=== SUPPLIED INFORMATION ===

//! Inbound port: the payment operations offered to the HTTP layer.

use rust_decimal::Decimal;

use crate::domain::{PaymentOrder, PaymentOrderId};
use crate::error::AppError;

/// Business operations behind the payment endpoints.
///
/// Errors are already in their HTTP-facing form; callers pass them on as-is.
#[async_trait::async_trait]
pub trait PaymentUseCase: Send + Sync + 'static {
    /// Amount due for an order, as recorded by the order service.
    async fn get_amount_by_order_id(&self, order_id: &str) -> Result<Decimal, AppError>;

    /// Email of the customer registered under `cpf`.
    async fn get_email_by_user_cpf(&self, cpf: &str) -> Result<String, AppError>;

    /// Issues a PIX QR code for the order and records the pending payment.
    async fn create_payment_qr_code_pix(
        &self,
        email: &str,
        order_id: &str,
        amount: Decimal,
    ) -> Result<PaymentOrder, AppError>;

    async fn find_by_id(&self, id: &PaymentOrderId) -> Result<PaymentOrder, AppError>;

    async fn find_all(&self, offset: u32, limit: u32) -> Result<Vec<PaymentOrder>, AppError>;

    /// Names of the accepted payment options, in presentation order.
    async fn list_payment_options(&self) -> Result<Vec<String>, AppError>;

    async fn delete_payment_order_by_id(&self, id: &PaymentOrderId) -> Result<(), AppError>;
}
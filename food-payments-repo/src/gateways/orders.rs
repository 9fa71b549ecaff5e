//! Order service client.

use async_trait::async_trait;
use reqwest::Client;
use rust_decimal::Decimal;
use serde::Deserialize;

use food_payments_types::{GatewayError, OrderGateway};

use super::{decode, read_body, transport_error, trim_base_url};

/// Subset of the order resource this service needs.
#[derive(Debug, Deserialize)]
struct OrderBody {
    amount: Decimal,
}

/// Looks up order totals with `GET {base}/orders/{order_id}`.
pub struct HttpOrderGateway {
    base_url: String,
    http: Client,
}

impl HttpOrderGateway {
    pub fn new(base_url: impl Into<String>) -> Self {
        Self {
            base_url: trim_base_url(base_url),
            http: Client::new(),
        }
    }

    fn order_url(&self, order_id: &str) -> String {
        format!("{}/orders/{}", self.base_url, order_id)
    }
}

fn parse_amount(body: &str) -> Result<Decimal, GatewayError> {
    decode::<OrderBody>(body).map(|order| order.amount)
}

#[async_trait]
impl OrderGateway for HttpOrderGateway {
    #[tracing::instrument(skip(self))]
    async fn amount_by_order_id(&self, order_id: &str) -> Result<Decimal, GatewayError> {
        let resp = self
            .http
            .get(self.order_url(order_id))
            .send()
            .await
            .map_err(transport_error)?;

        let body = read_body(resp, &format!("Order {}", order_id)).await?;
        parse_amount(&body)
    }
}
//! SQLite repository adapter.
#![allow(clippy::collapsible_if)]

use async_trait::async_trait;
use chrono::{SecondsFormat, Utc};
use sqlx::SqlitePool;
use sqlx::sqlite::SqliteConnectOptions;
use std::str::FromStr;

use food_payments_types::{PaymentOrder, PaymentOrderId, PaymentOrderRepository, RepoError};

use crate::types::{DbPaymentOrder, SQLITE_COLUMNS};

// ─────────────────────────────────────────────────────────────────────────────
// SQLite Repository
// ─────────────────────────────────────────────────────────────────────────────

/// SQLite repository implementation.
pub struct SqliteRepo {
    pool: SqlitePool,
}

impl SqliteRepo {
    /// Creates a new SQLite repository with automatic migration.
    pub async fn new(database_url: &str) -> anyhow::Result<Self> {
        // Ensure on-disk SQLite target directory exists (no-op for in-memory).
        if let Some(path) = database_url.strip_prefix("sqlite://") {
            let path = path.split('?').next().unwrap_or(path);
            if path != ":memory:" {
                let p = std::path::Path::new(path);
                if let Some(parent) = p.parent() {
                    if !parent.as_os_str().is_empty() {
                        tokio::fs::create_dir_all(parent).await?;
                    }
                }
            }
        }

        let options = SqliteConnectOptions::from_str(database_url)?.create_if_missing(true);
        let pool = SqlitePool::connect_with(options).await?;

        let repo = Self { pool };
        repo.create_schema().await?;

        Ok(repo)
    }

    /// Creates the database schema (idempotent).
    pub async fn create_schema(&self) -> Result<(), RepoError> {
        let ddl = include_str!("../migrations/0001_create_payment_orders.sql");
        for statement in ddl.split(';') {
            let stmt = statement.trim();
            if !stmt.is_empty() {
                sqlx::query(stmt)
                    .execute(&self.pool)
                    .await
                    .map_err(|e| RepoError::Database(e.to_string()))?;
            }
        }

        Ok(())
    }
}

// ─────────────────────────────────────────────────────────────────────────────
// Repository implementation
// ─────────────────────────────────────────────────────────────────────────────

#[async_trait]
impl PaymentOrderRepository for SqliteRepo {
    async fn save(&self, order: &PaymentOrder) -> Result<(), RepoError> {
        let created_at = Utc::now().to_rfc3339_opts(SecondsFormat::Nanos, true);

        sqlx::query(
            r#"
            INSERT INTO payment_orders
                (id, order_id, status, payment_option, amount, integration_id,
                 correlation_integration_id, date_approved, last_update, qr_data, created_at)
            VALUES (?, ?, ?, ?, ?, ?, ?, ?, ?, ?, ?)
            ON CONFLICT(id) DO UPDATE SET
                order_id = excluded.order_id,
                status = excluded.status,
                payment_option = excluded.payment_option,
                amount = excluded.amount,
                integration_id = excluded.integration_id,
                correlation_integration_id = excluded.correlation_integration_id,
                date_approved = excluded.date_approved,
                last_update = excluded.last_update,
                qr_data = excluded.qr_data
            "#,
        )
        .bind(order.id.as_str())
        .bind(&order.order_id)
        .bind(order.status.as_str())
        .bind(order.payment_option.as_str())
        .bind(order.amount.to_string())
        .bind(&order.integration_id)
        .bind(&order.correlation_integration_id)
        .bind(&order.date_approved)
        .bind(&order.last_update)
        .bind(&order.qr_data)
        .bind(&created_at)
        .execute(&self.pool)
        .await
        .map_err(|e| RepoError::Database(e.to_string()))?;

        Ok(())
    }

    async fn find_by_id(&self, id: &PaymentOrderId) -> Result<Option<PaymentOrder>, RepoError> {
        let sql = format!("SELECT {} FROM payment_orders WHERE id = ?", SQLITE_COLUMNS);

        let row: Option<DbPaymentOrder> = sqlx::query_as(&sql)
            .bind(id.as_str())
            .fetch_optional(&self.pool)
            .await
            .map_err(|e| RepoError::Database(e.to_string()))?;

        row.map(DbPaymentOrder::into_domain).transpose()
    }

    async fn find_all(&self, offset: u32, limit: u32) -> Result<Vec<PaymentOrder>, RepoError> {
        let sql = format!(
            "SELECT {} FROM payment_orders ORDER BY created_at ASC, id ASC LIMIT ? OFFSET ?",
            SQLITE_COLUMNS
        );

        let rows: Vec<DbPaymentOrder> = sqlx::query_as(&sql)
            .bind(i64::from(limit))
            .bind(i64::from(offset))
            .fetch_all(&self.pool)
            .await
            .map_err(|e| RepoError::Database(e.to_string()))?;

        rows.into_iter().map(DbPaymentOrder::into_domain).collect()
    }

    async fn delete_by_id(&self, id: &PaymentOrderId) -> Result<bool, RepoError> {
        let result = sqlx::query("DELETE FROM payment_orders WHERE id = ?")
            .bind(id.as_str())
            .execute(&self.pool)
            .await
            .map_err(|e| RepoError::Database(e.to_string()))?;

        Ok(result.rows_affected() > 0)
    }
}
//! HTTP Server configuration and startup.

use std::sync::Arc;

use axum::{
    Router,
    routing::{get, post},
};
use tower_http::trace::TraceLayer;
use utoipa::OpenApi;
use utoipa_swagger_ui::SwaggerUi;

use food_payments_types::PaymentUseCase;

use super::controller::PaymentController;
use super::handlers::{self, AppState};
use super::mapper::PaymentMapper;
use crate::openapi::ApiDoc;

/// HTTP Server for the Payments API.
pub struct HttpServer<U: PaymentUseCase, M: PaymentMapper> {
    state: Arc<AppState<U, M>>,
}

impl<U: PaymentUseCase, M: PaymentMapper> HttpServer<U, M> {
    /// Creates a new HTTP server around the given use case and mapper.
    pub fn new(use_case: U, mapper: M) -> Self {
        Self {
            state: Arc::new(AppState {
                controller: PaymentController::new(use_case, mapper),
            }),
        }
    }

    /// Builds the Axum router with all routes.
    pub fn router(&self) -> Router {
        // Build HTTP metrics layer (uses globally set MeterProvider)
        let metrics = axum_otel_metrics::HttpMetricsLayerBuilder::new().build();

        Router::new()
            .route("/health", get(handlers::health))
            .route(
                "/api/payments/pix/qr-code",
                post(handlers::create_payment_qr_code_pix::<U, M>),
            )
            .route("/api/payments", get(handlers::get_payments::<U, M>))
            .route(
                "/api/payments/options",
                get(handlers::list_payment_options::<U, M>),
            )
            .route(
                "/api/payments/{id}",
                get(handlers::find_by_id::<U, M>)
                    .delete(handlers::delete_payment_order_by_id::<U, M>),
            )
            .merge(SwaggerUi::new("/swagger-ui").url("/api-docs/openapi.json", ApiDoc::openapi()))
            .layer(metrics)
            .layer(TraceLayer::new_for_http())
            .with_state(self.state.clone())
    }

    /// Runs the server on the given address with graceful shutdown.
    pub async fn run(self, addr: &str) -> anyhow::Result<()> {
        let listener = tokio::net::TcpListener::bind(addr).await?;
        tracing::info!("Server listening on {}", listener.local_addr()?);

        axum::serve(listener, self.router())
            .with_graceful_shutdown(shutdown_signal())
            .await?;

        Ok(())
    }
}

async fn shutdown_signal() {
    let ctrl_c = async {
        if let Err(e) = tokio::signal::ctrl_c().await {
            tracing::error!("failed to listen for Ctrl+C: {}", e);
            std::future::pending::<()>().await;
        }
    };

    #[cfg(unix)]
    let terminate = async {
        match tokio::signal::unix::signal(tokio::signal::unix::SignalKind::terminate()) {
            Ok(mut signal) => {
                signal.recv().await;
            }
            Err(e) => {
                tracing::error!("failed to install SIGTERM handler: {}", e);
                std::future::pending::<()>().await;
            }
        }
    };

    #[cfg(not(unix))]
    let terminate = std::future::pending::<()>();

    tokio::select! {
        _ = ctrl_c => {},
        _ = terminate => {},
    }

    tracing::info!("Shutdown signal received, starting graceful shutdown...");
}
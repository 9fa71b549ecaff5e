//! Domain models for the payment service.

pub mod customer;
pub mod payment_order;

pub use customer::Cpf;
pub use payment_order::{
    MAX_AMOUNT, PaymentOption, PaymentOrder, PaymentOrderId, PaymentStatus, validate_amount,
};
//! Payment controller.
//!
//! Sits between the axum handlers and the use case. Each operation calls
//! the use case, maps the result and picks the status code. Errors from the
//! use case are returned exactly as received.

use axum::{Json, http::StatusCode};

use food_payments_types::{
    AppError, Page, PageRequest, PaymentOrderId, PaymentOrderResponse, PaymentRequest,
    PaymentUseCase,
};

use super::mapper::PaymentMapper;

pub struct PaymentController<U: PaymentUseCase, M: PaymentMapper> {
    use_case: U,
    mapper: M,
}

impl<U: PaymentUseCase, M: PaymentMapper> PaymentController<U, M> {
    pub fn new(use_case: U, mapper: M) -> Self {
        Self { use_case, mapper }
    }

    pub fn use_case(&self) -> &U {
        &self.use_case
    }

    pub fn mapper(&self) -> &M {
        &self.mapper
    }

    /// Creates a PIX QR-code payment.
    ///
    /// The amount comes from the order, the email from the CPF, in that
    /// order, and only then is the charge created with both.
    pub async fn create_payment_qr_code_pix(
        &self,
        req: PaymentRequest,
    ) -> Result<(StatusCode, Json<PaymentOrderResponse>), AppError> {
        let amount = self.use_case.get_amount_by_order_id(&req.order_id).await?;
        let email = self.use_case.get_email_by_user_cpf(&req.user_cpf).await?;
        let payment = self
            .use_case
            .create_payment_qr_code_pix(&email, &req.order_id, amount)
            .await?;

        Ok((StatusCode::OK, Json(self.mapper.to_response(&payment))))
    }

    pub async fn find_by_id(
        &self,
        id: &PaymentOrderId,
    ) -> Result<(StatusCode, Json<PaymentOrderResponse>), AppError> {
        let payment = self.use_case.find_by_id(id).await?;
        Ok((StatusCode::OK, Json(self.mapper.to_response(&payment))))
    }

    pub async fn get_payments(
        &self,
        page: PageRequest,
    ) -> Result<(StatusCode, Json<Page<PaymentOrderResponse>>), AppError> {
        let payments = self
            .use_case
            .find_all(page.offset(), page.limit())
            .await?;

        let content = payments
            .iter()
            .map(|payment| self.mapper.to_response(payment))
            .collect();

        Ok((StatusCode::OK, Json(Page::new(content, page))))
    }

    pub async fn list_payment_options(&self) -> Result<(StatusCode, Json<Vec<String>>), AppError> {
        let options = self.use_case.list_payment_options().await?;
        Ok((StatusCode::OK, Json(options)))
    }

    pub async fn delete_payment_order_by_id(
        &self,
        id: &PaymentOrderId,
    ) -> Result<StatusCode, AppError> {
        self.use_case.delete_payment_order_by_id(id).await?;
        Ok(StatusCode::NO_CONTENT)
    }
}
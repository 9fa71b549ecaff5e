//! # Food Payments Types
//!
//! Domain types and port traits for the food payments service.
//! This crate has ZERO external IO dependencies - only data structures,
//! business rules, and trait definitions.
//!
//! ## Architecture
//!
//! This crate represents the **innermost core** of the hexagonal architecture:
//! - `domain/` - Pure domain types (PaymentOrder, PaymentStatus, Cpf)
//! - `ports/` - Trait definitions that adapters must implement
//! - `dto/` - Data Transfer Objects for API boundaries
//! - `error/` - Domain and application error types

pub mod domain;
pub mod dto;
pub mod error;
pub mod ports;

// Re-export commonly used types
pub use domain::{
    Cpf, MAX_AMOUNT, PaymentOption, PaymentOrder, PaymentOrderId, PaymentStatus, validate_amount,
};
pub use dto::*;
pub use error::{AppError, DomainError, GatewayError, RepoError};
pub use ports::{
    CustomerGateway, OrderGateway, PaymentOrderRepository, PaymentUseCase, PixCharge,
    PixChargeRequest, PixGateway,
};
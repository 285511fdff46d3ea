//! # keepsake-server
//!
//! Backend for the Keepsake digital time capsule application.
//!
//! This crate provides:
//! - **REST API** (axum) for capsule create/list/get/update/delete,
//!   gated by bearer tokens signed by the identity provider
//! - **Media hosting**: uploaded files are ingested into a local store and
//!   served back via durable `/media/...` URLs
//! - **SQLite capsule store** with versioned migrations (via keepsake-store)
//! - **Per-caller rate limiting** to protect against abuse
//!
//! There is no background scheduler: the unlock date is a stored timestamp
//! compared against "now" whenever a capsule is read.

pub mod api;
pub mod auth;
pub mod config;
pub mod controller;
pub mod error;
pub mod media;
pub mod rate_limit;
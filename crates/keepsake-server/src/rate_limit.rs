//! Per-caller rate limiting.
//!
//! Token buckets are keyed by the resolved caller uid rather than by source
//! IP, so a user behind a shared NAT does not consume a stranger's budget.
//! The check itself runs inside the auth middleware, after the bearer token
//! has been resolved.

use std::collections::HashMap;
use std::sync::Arc;
use std::time::Instant;

use tokio::sync::Mutex;

#[derive(Debug, Clone)]
struct TokenBucket {
    tokens: f64,
    last_refill: Instant,
}

impl TokenBucket {
    fn new(capacity: f64) -> Self {
        Self {
            tokens: capacity,
            last_refill: Instant::now(),
        }
    }

    fn try_consume(&mut self, rate: f64, capacity: f64) -> bool {
        let now = Instant::now();
        let elapsed = now.duration_since(self.last_refill).as_secs_f64();
        self.last_refill = now;

        self.tokens = (self.tokens + elapsed * rate).min(capacity);

        if self.tokens >= 1.0 {
            self.tokens -= 1.0;
            true
        } else {
            false
        }
    }
}

#[derive(Clone)]
pub struct RateLimiter {
    buckets: Arc<Mutex<HashMap<String, TokenBucket>>>,
    rate: f64,
    capacity: f64,
}

impl RateLimiter {
    pub fn new(rate: f64, capacity: f64) -> Self {
        Self {
            buckets: Arc::new(Mutex::new(HashMap::new())),
            rate,
            capacity,
        }
    }

    /// Consume one token from the caller's bucket, creating it on first use.
    pub async fn check(&self, uid: &str) -> bool {
        let mut buckets = self.buckets.lock().await;
        let bucket = buckets
            .entry(uid.to_string())
            .or_insert_with(|| TokenBucket::new(self.capacity));
        bucket.try_consume(self.rate, self.capacity)
    }

    /// Drop buckets that have been idle longer than `max_idle_secs`.
    pub async fn purge_stale(&self, max_idle_secs: f64) {
        let mut buckets = self.buckets.lock().await;
        let now = Instant::now();
        buckets.retain(|_, bucket| {
            now.duration_since(bucket.last_refill).as_secs_f64() < max_idle_secs
        });
    }
}

impl Default for RateLimiter {
    fn default() -> Self {
        Self::new(10.0, 30.0)
    }
}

===

### TASK GOAL
Say how many lines in the entries include the word "tokio", with no text around the number.

### ANSWER AREA
6